De tempos em tempos, parece que bate a culpa em um cineasta, roteirista ou o que for. Sentimento que suscita em um filme reflexão comportamental, talvez. Aquela coisa do amadurecer e perceber “eu sou o babaca”; “sou em quem não valoriza essa relação”; “a culpa da minha solidão é minha”.

Numa tradição que pode chegar a coisas como O desprezo, onde isso se esconde nas entranhas do filme filosófico de Godard; em Noivo neurótico, noiva nervosa; ou até mesmo em 500 dias com ela, a versão anos 2000 disso tudo. 

Filmes que são sempre sobre isso. Essa desculpa do romance na superfície que é mesmo, no fundo, sobre a toxicidade masculina que a gente não percebe que carrega. 

Caminhos tortos. Longe de ser uma grande obra-prima que vai rivalizar com alguns filmes desses aí, traz essa mesma coisa pra uma geração Z ou millennial tardia. Com menos heteronormatividade e branquitude. Colocando sobre um cinéfilo de trinta e alguns anos esse mal humor e essa arrogância que só quem tem a certeza de estar sempre certo tem. O que, para críticos de cinema, pode ser uma experiência dolorosamente próxima de se assistir.
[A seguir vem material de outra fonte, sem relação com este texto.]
mod common;

use common::{attack, back_pain, mixed_log, panic_attack};
use evidence_engine::analysis::{ConditionRegistry, RatingEngine};
use evidence_engine::observations::{
    EvidenceSnapshot, Measurement, MeasurementReading, ObservationBatch, ObservationEntry,
    PainDetails, PainType,
};
use evidence_engine::ConditionKey;

fn snapshots() -> Vec<ObservationBatch> {
    vec![
        ObservationBatch::default(),
        mixed_log(),
        ObservationBatch {
            entries: vec![ObservationEntry::new("only-severity", "2025-01-01", 9).tagged("gerd")],
            measurements: Vec::new(),
        },
    ]
}

#[test]
fn supported_rating_is_always_a_defined_tier() {
    let registry = ConditionRegistry::standard();
    for batch in snapshots() {
        for module in registry.modules() {
            let result = module.analyze(&batch.snapshot());
            if let Some(rating) = result.supported_rating {
                assert!(
                    module.criteria.percents().contains(&rating),
                    "{} rated {rating}%",
                    module.key
                );
            }
            assert_eq!(result.max_rating, module.criteria.max_percent());
        }
    }
}

#[test]
fn has_data_matches_the_selected_subset() {
    let registry = ConditionRegistry::standard();
    for batch in snapshots() {
        let snapshot = batch.snapshot();
        for module in registry.modules() {
            let result = module.analyze(&snapshot);
            let selection = module.selector.select(&snapshot);
            assert_eq!(result.has_data, !selection.is_empty(), "{}", module.key);
            assert_eq!(result.supported_rating.is_some(), result.has_data);
        }
    }
}

#[test]
fn gaps_are_empty_exactly_at_the_maximum() {
    let report = RatingEngine::standard().analyze_all(&mixed_log().snapshot());

    for result in report.results.iter().filter(|result| result.has_data) {
        assert_eq!(
            result.gaps.is_empty(),
            result.at_max_rating(),
            "{}: {:?}",
            result.condition,
            result.gaps
        );
        assert_eq!(result.next_rating.is_none(), result.at_max_rating());
    }
}

#[test]
fn repeated_analysis_is_identical() {
    let batch = mixed_log();
    let engine = RatingEngine::standard();

    let first = engine.analyze_all(&batch.snapshot());
    let second = engine.analyze_all(&batch.snapshot());

    assert_eq!(first, second);
    assert_eq!(
        serde_json::to_string(&first).expect("serialize"),
        serde_json::to_string(&second).expect("serialize")
    );
}

/// `mixed_log` plus records sharing a timestamp, so ordering falls to the id.
fn log_with_ties() -> ObservationBatch {
    let mut batch = mixed_log();
    batch.entries.extend([
        attack("tie-b", "2025-03-20T07:00:00Z", 6.0),
        attack("tie-a", "2025-03-20T07:00:00Z", 1.0),
        back_pain(
            "tie-c",
            "2025-03-20T07:00:00Z",
            PainDetails {
                pain_type: Some(PainType::Burning),
                ..PainDetails::default()
            },
        ),
        back_pain(
            "tie-d",
            "2025-03-20T07:00:00Z",
            PainDetails {
                pain_type: Some(PainType::Aching),
                ..PainDetails::default()
            },
        ),
    ]);
    batch.measurements.extend([
        Measurement::new(
            "cuff-tie-b",
            "2025-03-08",
            MeasurementReading::BloodPressure {
                systolic: 171,
                diastolic: 112,
            },
        ),
        Measurement::new(
            "cuff-tie-a",
            "2025-03-08",
            MeasurementReading::BloodPressure {
                systolic: 149,
                diastolic: 96,
            },
        ),
    ]);
    batch
}

/// Evens first, then odds.
fn interleaved<T: Clone>(items: &[T]) -> Vec<T> {
    items
        .iter()
        .step_by(2)
        .chain(items.iter().skip(1).step_by(2))
        .cloned()
        .collect()
}

#[test]
fn input_order_does_not_matter() {
    let batch = log_with_ties();

    let mut reversed = batch.clone();
    reversed.entries.reverse();
    reversed.measurements.reverse();

    let mut rotated = batch.clone();
    rotated.entries.rotate_left(batch.entries.len() / 3);
    rotated.measurements.rotate_left(1);

    let shuffled = ObservationBatch {
        entries: interleaved(&batch.entries),
        measurements: interleaved(&batch.measurements),
    };

    let engine = RatingEngine::standard();
    let expected = engine.analyze_all(&batch.snapshot());

    for (name, permuted) in [("reversed", reversed), ("rotated", rotated), ("interleaved", shuffled)] {
        assert_ne!(permuted.entries, batch.entries, "{name} keeps the input order");
        let report = engine.analyze_all(&permuted.snapshot());
        assert_eq!(report.results, expected.results, "{name}");
        assert_eq!(report.coverage, expected.coverage, "{name}");
    }
}

fn rating(key: ConditionKey, entries: &[ObservationEntry]) -> Option<u8> {
    evidence_engine::analyze(key.slug(), entries)
        .into_result()
        .and_then(|result| result.supported_rating)
}

#[test]
fn strengthening_entries_never_lower_the_rating() {
    let mut migraine = vec![attack("a", "2025-05-01", 2.0), attack("z", "2025-05-28", 3.0)];
    let mut back = vec![back_pain("a", "2025-05-01", PainDetails::default())];
    let mut ptsd = vec![panic_attack("a", "2025-05-01"), panic_attack("z", "2025-05-28")];

    let mut previous = (
        rating(ConditionKey::Migraine, &migraine),
        rating(ConditionKey::LumbosacralStrain, &back),
        rating(ConditionKey::Ptsd, &ptsd),
    );

    for day in 2..=27 {
        let timestamp = format!("2025-05-{day:02}");
        let id = format!("extra-{day:02}");
        migraine.push(attack(&id, &timestamp, 6.0));
        back.push(back_pain(
            &id,
            &timestamp,
            PainDetails {
                muscle_spasm: Some(true),
                abnormal_gait: Some(true),
                bed_rest_days: Some(2.0),
                ..PainDetails::default()
            },
        ));
        ptsd.push(panic_attack(&id, &timestamp));

        let current = (
            rating(ConditionKey::Migraine, &migraine),
            rating(ConditionKey::LumbosacralStrain, &back),
            rating(ConditionKey::Ptsd, &ptsd),
        );
        assert!(current.0 >= previous.0, "migraine dropped on day {day}");
        assert!(current.1 >= previous.1, "back strain dropped on day {day}");
        assert!(current.2 >= previous.2, "ptsd dropped on day {day}");
        previous = current;
    }

    assert_eq!(previous.0, Some(50));
    assert_eq!(previous.1, Some(60));

    // Records well after the busiest window leave it intact.
    migraine.push(attack("later", "2025-08-14", 6.0));
    back.push(back_pain(
        "later",
        "2026-02-01",
        PainDetails {
            bed_rest_days: Some(1.0),
            ..PainDetails::default()
        },
    ));
    assert_eq!(rating(ConditionKey::Migraine, &migraine), Some(50));
    assert_eq!(rating(ConditionKey::LumbosacralStrain, &back), Some(60));
}

#[test]
fn every_condition_reports_its_rule_set() {
    let snapshot = EvidenceSnapshot::new(&[]);
    let report = RatingEngine::standard().analyze_all(&snapshot);

    let keys: Vec<ConditionKey> = report.results.iter().map(|result| result.condition).collect();
    assert_eq!(keys, ConditionKey::ALL.to_vec());
    assert!(report.results.iter().all(|result| !result.has_data));
}
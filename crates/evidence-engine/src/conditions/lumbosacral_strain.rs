use super::ConditionKey;
use crate::analysis::metrics::{most_frequent, tally, DAYS_PER_WEEK, DAYS_PER_YEAR};
use crate::analysis::{
    ConditionModule, CriteriaTable, CriteriaTier, MetricsBag, Predicate, Requirement, Threshold,
};
use crate::observations::{
    ConditionPayload, LogSelector, MeasurementKind, MeasurementReading, PainDetails,
    SelectedEntry, Selection,
};

const MIN_FORWARD_FLEXION: &str = "min_forward_flexion_degrees";
const MUSCLE_SPASM: &str = "muscle_spasm_episodes";
const ABNORMAL_GAIT: &str = "abnormal_gait_episodes";
const INCAPACITATING_WEEKS: &str = "incapacitating_weeks_12mo";
const RADIATING: &str = "radiating_episodes";
const PAIN_TYPE: &str = "most_common_pain_type";

const FLEXION: Requirement = Requirement {
    metric: MIN_FORWARD_FLEXION,
    threshold: Threshold::AtMost(85.0),
    evidence: "forward flexion in degrees",
};

pub(crate) static MODULE: ConditionModule = ConditionModule {
    key: ConditionKey::LumbosacralStrain,
    selector: LogSelector {
        condition: ConditionKey::LumbosacralStrain,
        aliases: &["back-pain", "low-back-pain", "lower-back-pain", "back-strain"],
        measurements: &[MeasurementKind::ForwardFlexion],
    },
    metrics: &[
        MIN_FORWARD_FLEXION,
        MUSCLE_SPASM,
        ABNORMAL_GAIT,
        INCAPACITATING_WEEKS,
        RADIATING,
        PAIN_TYPE,
    ],
    aggregate,
    criteria: &CRITERIA,
};

static CRITERIA: CriteriaTable = CriteriaTable {
    lowest: CriteriaTier {
        percent: 0,
        predicate: Predicate::Always,
        summary: "back pain logged without limitation of motion or incapacitating episodes",
    },
    higher: &[
        CriteriaTier {
            percent: 10,
            predicate: Predicate::Any(&[
                FLEXION,
                Requirement {
                    metric: MUSCLE_SPASM,
                    threshold: Threshold::AtLeast(1.0),
                    evidence: "episodes of muscle spasm",
                },
                Requirement {
                    metric: INCAPACITATING_WEEKS,
                    threshold: Threshold::AtLeast(1.0),
                    evidence: "weeks of incapacitating episodes within 12 months",
                },
            ]),
            summary: "forward flexion not greater than 85 degrees, muscle spasm, or at least one week of incapacitating episodes",
        },
        CriteriaTier {
            percent: 20,
            predicate: Predicate::Any(&[
                Requirement {
                    threshold: Threshold::AtMost(60.0),
                    ..FLEXION
                },
                Requirement {
                    metric: ABNORMAL_GAIT,
                    threshold: Threshold::AtLeast(1.0),
                    evidence: "episodes of spasm severe enough to cause abnormal gait",
                },
                Requirement {
                    metric: INCAPACITATING_WEEKS,
                    threshold: Threshold::AtLeast(2.0),
                    evidence: "weeks of incapacitating episodes within 12 months",
                },
            ]),
            summary: "forward flexion not greater than 60 degrees, abnormal gait from spasm, or at least two weeks of incapacitating episodes",
        },
        CriteriaTier {
            percent: 40,
            predicate: Predicate::Any(&[
                Requirement {
                    threshold: Threshold::AtMost(30.0),
                    ..FLEXION
                },
                Requirement {
                    metric: INCAPACITATING_WEEKS,
                    threshold: Threshold::AtLeast(4.0),
                    evidence: "weeks of incapacitating episodes within 12 months",
                },
            ]),
            summary: "forward flexion 30 degrees or less, or at least four weeks of incapacitating episodes",
        },
        CriteriaTier {
            percent: 60,
            predicate: Predicate::All(&[Requirement {
                metric: INCAPACITATING_WEEKS,
                threshold: Threshold::AtLeast(6.0),
                evidence: "weeks of incapacitating episodes within 12 months",
            }]),
            summary: "incapacitating episodes totaling at least six weeks within 12 months",
        },
    ],
};

fn details<'a>(selected: &SelectedEntry<'a>) -> Option<&'a PainDetails> {
    match selected.payload()? {
        ConditionPayload::Pain(details) => Some(details),
        _ => None,
    }
}

fn aggregate(selection: &Selection<'_>, bag: &mut MetricsBag) {
    let min_flexion = selection
        .measurements
        .iter()
        .filter_map(|selected| match selected.reading() {
            MeasurementReading::ForwardFlexion { degrees } => Some(f64::from(degrees)),
            _ => None,
        })
        .reduce(f64::min);
    bag.number_or_unreported(MIN_FORWARD_FLEXION, min_flexion);

    bag.answered_count(
        MUSCLE_SPASM,
        tally(&selection.entries, |selected| {
            details(selected).and_then(|details| details.muscle_spasm)
        }),
    );
    bag.answered_count(
        ABNORMAL_GAIT,
        tally(&selection.entries, |selected| {
            details(selected).and_then(|details| details.abnormal_gait)
        }),
    );
    bag.answered_count(
        RADIATING,
        tally(&selection.entries, |selected| {
            details(selected).and_then(|details| details.radiating)
        }),
    );

    // Heaviest 12-month stretch of bed rest.
    let bed_rest = selection
        .rolling_windows(DAYS_PER_YEAR)
        .filter_map(|window| {
            window
                .iter()
                .filter_map(|selected| details(selected).and_then(|details| details.bed_rest_days))
                .filter(|days| days.is_finite() && *days >= 0.0)
                .map(f64::from)
                .reduce(|total, days| total + days)
        })
        .reduce(f64::max);
    bag.number_or_unreported(INCAPACITATING_WEEKS, bed_rest.map(|days| days / DAYS_PER_WEEK));

    bag.category(
        PAIN_TYPE,
        most_frequent(
            selection
                .entries
                .iter()
                .filter_map(|selected| details(selected).and_then(|details| details.pain_type))
                .map(|pain_type| pain_type.label()),
        ),
    );
}

#[cfg(test)]
mod tests {
    use super::*;
    use crate::analysis::MetricValue;
    use crate::observations::{EvidenceSnapshot, Measurement, ObservationEntry, PainType};

    fn pain(id: &str, timestamp: &str, details: PainDetails) -> ObservationEntry {
        ObservationEntry::new(id, timestamp, 6).with_payload(ConditionPayload::Pain(details))
    }

    fn flexion(id: &str, timestamp: &str, degrees: f32) -> Measurement {
        Measurement::new(id, timestamp, MeasurementReading::ForwardFlexion { degrees })
    }

    #[test]
    fn lowest_flexion_reading_drives_the_rating() {
        let entries = vec![pain("p1", "2025-02-01", PainDetails::default())];
        let measurements = vec![
            flexion("rom-1", "2025-02-01", 70.0),
            flexion("rom-2", "2025-02-15", 55.0),
        ];

        let result = MODULE.analyze(&EvidenceSnapshot::with_measurements(&entries, &measurements));

        assert_eq!(result.supported_rating, Some(20));
        assert_eq!(
            result.metrics.get(MIN_FORWARD_FLEXION),
            Some(&MetricValue::Number(55.0))
        );
        assert_eq!(result.gaps.len(), 1);
        assert!(result.gaps[0].starts_with("record forward flexion in degrees at or below 30 (lowest so far 55)"));
        assert!(result.gaps[0].ends_with("to reach 40%"));
    }

    #[test]
    fn bed_rest_more_than_a_year_apart_is_not_summed() {
        let entries = vec![
            pain(
                "old",
                "2023-01-10",
                PainDetails {
                    bed_rest_days: Some(21.0),
                    ..PainDetails::default()
                },
            ),
            pain(
                "recent",
                "2025-01-10",
                PainDetails {
                    bed_rest_days: Some(14.0),
                    ..PainDetails::default()
                },
            ),
        ];

        let result = MODULE.analyze(&EvidenceSnapshot::new(&entries));

        assert_eq!(
            result.metrics.get(INCAPACITATING_WEEKS),
            Some(&MetricValue::Number(3.0))
        );
        assert_eq!(result.supported_rating, Some(20));
    }

    #[test]
    fn later_bed_rest_keeps_the_heaviest_year() {
        let heavy = PainDetails {
            bed_rest_days: Some(21.0),
            ..PainDetails::default()
        };
        let mut entries = vec![
            pain("a", "2024-01-10", heavy.clone()),
            pain("b", "2024-03-10", heavy),
        ];
        let before = MODULE.analyze(&EvidenceSnapshot::new(&entries));

        entries.push(pain(
            "c",
            "2025-06-01",
            PainDetails {
                bed_rest_days: Some(2.0),
                ..PainDetails::default()
            },
        ));
        let after = MODULE.analyze(&EvidenceSnapshot::new(&entries));

        assert_eq!(before.supported_rating, Some(60));
        assert_eq!(after.supported_rating, Some(60));
        assert_eq!(
            after.metrics.get(INCAPACITATING_WEEKS),
            Some(&MetricValue::Number(6.0))
        );
    }

    #[test]
    fn six_weeks_of_bed_rest_reach_the_maximum() {
        let entries = vec![
            pain(
                "a",
                "2025-01-10",
                PainDetails {
                    bed_rest_days: Some(21.0),
                    ..PainDetails::default()
                },
            ),
            pain(
                "b",
                "2025-06-10",
                PainDetails {
                    bed_rest_days: Some(21.0),
                    muscle_spasm: Some(true),
                    pain_type: Some(PainType::Sharp),
                    ..PainDetails::default()
                },
            ),
        ];

        let result = MODULE.analyze(&EvidenceSnapshot::new(&entries));

        assert_eq!(result.supported_rating, Some(60));
        assert!(result.gaps.is_empty());
        assert_eq!(
            result.metrics.get(PAIN_TYPE),
            Some(&MetricValue::Category("sharp".to_string()))
        );
    }

    #[test]
    fn unanswered_spasm_is_not_a_denial() {
        let entries = vec![pain("p1", "2025-02-01", PainDetails::default())];

        let result = MODULE.analyze(&EvidenceSnapshot::new(&entries));

        assert_eq!(result.supported_rating, Some(0));
        assert_eq!(result.metrics.get(MUSCLE_SPASM), Some(&MetricValue::Unreported));
        assert_eq!(
            result.metrics.get(MIN_FORWARD_FLEXION),
            Some(&MetricValue::Unreported)
        );
    }
}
O texto é o que tem de mais chamativo aqui. Os discursos de cinema e representação forçados nos diálogos. Piadas e comentários claramente falando de coisas tipo Podres de ricos, por exemplo. Como quando ele se incomoda com a comédia romântica genérica que eles assistem em algum festival. Não só com o filme mas com o fato do filme mover tanta gente. Um filme feito por asiáticos sobre asiáticos, que por bem ou mal é um marco de representatividade. Incomodado, no fundo, com o traço “popular” do cinema popular. 

Mas por outro lado Randall Park – ou Adrian Tomine, que fez o roteiro baseado na própria HQ – incorre aqui em um risco real de uma certa hipocrisia nessas piadinhas. Visto que não tem nada demais na forma de Caminhos tortos. Tudo pode acabar soando como o cara medíocre criticando a mediocridade dos pares. Como o diretor que faz um filme medíocre para criticar o cinema medíocre. Metalinguagem? 

Não é necessariamente o caso. Não tanto, pelo menos. Até porque tanto esse quanto, ironicamente, Podres de ricos, são filmes que caminham muito bem nos trilhos formais da comédia romântica para falar do que querem. 

Mas o que tem de melhor aqui talvez seja a aposta ‘perigosa’ em nos grudar em pessoas ruins. Na galera desagradável. Nos personagens insuportáveis. Tanto ele quanto a amiga que vai para Nova York. Egoístas, arrogantes, grosseiros, antipáticos. Mas que são também, no fundo: gente. 

Coisa que nós vemos de vez em quando mas menos do que deveríamos, nas narrativas. Histórias sobre como a condição de imbecil não é necessariamente permanente.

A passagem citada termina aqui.